La styliste bolivienne Eliana Paco dans son atelier à La Paz. |
Photo : AFP/VNA/CVN |
Autrefois symboles de discrimination, ces jupes colorées, que l’on accompagne d’un châle en laine d’alpaga et d’un petit chapeau melon en équilibre sur la tête, sont aujourd’hui portées fièrement par les femmes indigènes boliviennes.
C’est une marque d’«identité et de fierté», assure à la créatrice, qui était présente à la Fashion Week de New York pour faire connaître ces tenues typiques du pays sud-américain.
Dans son atelier de La Paz, Eliana Paco, indigène Aymara de 34 ans aux longs cheveux noirs rassemblés en deux tresses, revêt elle-même l’habit traditionnel, auquel elle a apporté une touche de «sophistication pour traverser les frontières».
Au sein-même de la Bolivie, pays gouverné depuis 2006 par Evo Morales, premier président indigène de son histoire, il est de plus en plus fréquent de voir des ministres, des magistrats ou des présentatrices de télévision vêtues à la mode «cholita» (diminutif de «chola», nom parfois péjoratif pour désigner une femme indigène).
Mère de trois enfants, Eliana Paco n’en revient pas d’avoir pu présenter sa collection Pachamama (Terre mère, en langue quechua) en 2016 à la prestigieuse Fashion Week de New York.
Sa collection avait été auparavant dévoilée au palais du gouvernement à La Paz, reflet du soutien des autorités boliviennes à son projet.
«C’est la première fois qu’un costume de femme chola parvient jusqu’aux défilés de mode (de la Fashion Week) avec 12 mannequins internationaux portant nos tenues», se réjouit-elle.
L’uniforme de la cholita, que les Boliviennes enfilent aussi bien au quotidien que lors des grandes célébrations, comporte trois ou quatre couches - chacune requiert jusqu’à six mètres de tissu - pour former une jupe tombant sous les genoux et pouvant peser jusqu’à 10 kilos.

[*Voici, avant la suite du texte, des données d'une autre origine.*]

#[no_mangle]
pub unsafe extern "C" fn rust_to_cpp_PCM_source_Duplicate(
    self_: *mut raw::PCM_source,
) -> *mut raw::PCM_source {
    vtable(self_).map(|vt| (vt.Duplicate)(self_)).unwrap_or(null_mut())
}

#[no_mangle]
pub unsafe extern "C" fn rust_to_cpp_PCM_source_IsAvailable(self_: *mut raw::PCM_source) -> bool {
    vtable(self_).map(|vt| (vt.IsAvailable)(self_)).unwrap_or(false)
}

#[no_mangle]
pub unsafe extern "C" fn rust_to_cpp_PCM_source_SetAvailable(
    self_: *mut raw::PCM_source,
    avail: bool,
) {
    if let Some(vt) = vtable(self_) {
        (vt.SetAvailable)(self_, avail);
    }
}

#[no_mangle]
pub unsafe extern "C" fn rust_to_cpp_PCM_source_GetType(
    self_: *mut raw::PCM_source,
) -> *const c_char {
    vtable(self_).map(|vt| (vt.GetType)(self_)).unwrap_or(null())
}

#[no_mangle]
pub unsafe extern "C" fn rust_to_cpp_PCM_source_GetFileName(
    self_: *mut raw::PCM_source,
) -> *const c_char {
    vtable(self_).map(|vt| (vt.GetFileName)(self_)).unwrap_or(null())
}

#[no_mangle]
pub unsafe extern "C" fn rust_to_cpp_PCM_source_SetFileName(
    self_: *mut raw::PCM_source,
    newfn: *const c_char,
) -> bool {
    vtable(self_)
        .map(|vt| (vt.SetFileName)(self_, newfn))
        .unwrap_or(false)
}

#[no_mangle]
pub unsafe extern "C" fn rust_to_cpp_PCM_source_GetSource(
    self_: *mut raw::PCM_source,
) -> *mut raw::PCM_source {
    vtable(self_).map(|vt| (vt.GetSource)(self_)).unwrap_or(null_mut())
}

#[no_mangle]
pub unsafe extern "C" fn rust_to_cpp_PCM_source_SetSource(
    self_: *mut raw::PCM_source,
    src: *mut raw::PCM_source,
) {
    if let Some(vt) = vtable(self_) {
        (vt.SetSource)(self_, src);
    }
}

#[no_mangle]
pub unsafe extern "C" fn rust_to_cpp_PCM_source_GetNumChannels(
    self_: *mut raw::PCM_source,
) -> c_int {
    vtable(self_).map(|vt| (vt.GetNumChannels)(self_)).unwrap_or_default()
}

#[no_mangle]
pub unsafe extern "C" fn rust_to_cpp_PCM_source_GetSampleRate(self_: *mut raw::PCM_source) -> f64 {
    vtable(self_).map(|vt| (vt.GetSampleRate)(self_)).unwrap_or_default()
}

Agatha Ruiz de la Prada enthousiaste
Des créations d’Eliana Paco. |
L’ensemble coûte entre 1.500 et 30.000 bolivianos (200 à 4.300 dollars) et lors des grands événements sociaux ou religieux, les femmes les plus coquettes l’ornent de bijoux en or ou en argent - métaux dont la Bolivie est un des grands producteurs mondiaux - et de pierres précieuses.
La créatrice espagnole Agatha Ruiz de la Prada, connue pour ses pièces farfelues et colorées, ne pouvait qu’être séduite : «J’adore les tenues de cholita, cela me rappelle beaucoup Yves Saint Laurent et (Giorgio) Armani à sa grande époque, quand il utilisait des chapeaux Borsalino», confie-t-elle à Lima, où elle est venue présenter sa propre collection.
«Jusqu’à présent il n’y avait pas de (créatrice de mode) cholita avec un sens du marketing et elle, elle l’a», dit-elle à propos de Eliana Paco : «J’adorerais pouvoir emmener ses créations à Madrid, à Paris».
C’est justement le prochain objectif de la Bolivienne : «Je crois qu’il est possible que les femmes européennes utilisent le châle ou le chapeau (des cholitas) dans leur vie quotidienne», assure Eliana sans jamais perdre son sourire.
Elle imagine ainsi ces châles bariolés se combiner avec une robe de style occidental ou une simple paire de jeans.
Pour Adriana Barriga, de l’Agence municipale de La Paz pour le développement touristique, les tenues cholitas «font partie de la culture» et sont «un attrait touristique très apprécié» pour les visiteurs venant découvrir la Bolivie.
Eliana Paco souligne aussi le formidable travail derrière chacune de ses créations : tricotées à la main, elles peuvent nécessiter jusqu’à deux semaines de labeur par une équipe de trois personnes.
«Pour moi cela signifie la culture, l’identité, la fierté, le travail, car la femme chola travaille beaucoup, elle travaille dur», commente-t-elle.
Et derrière cette mode, «il y a aussi l’affirmation de la femme comme indépendante et professionnelle».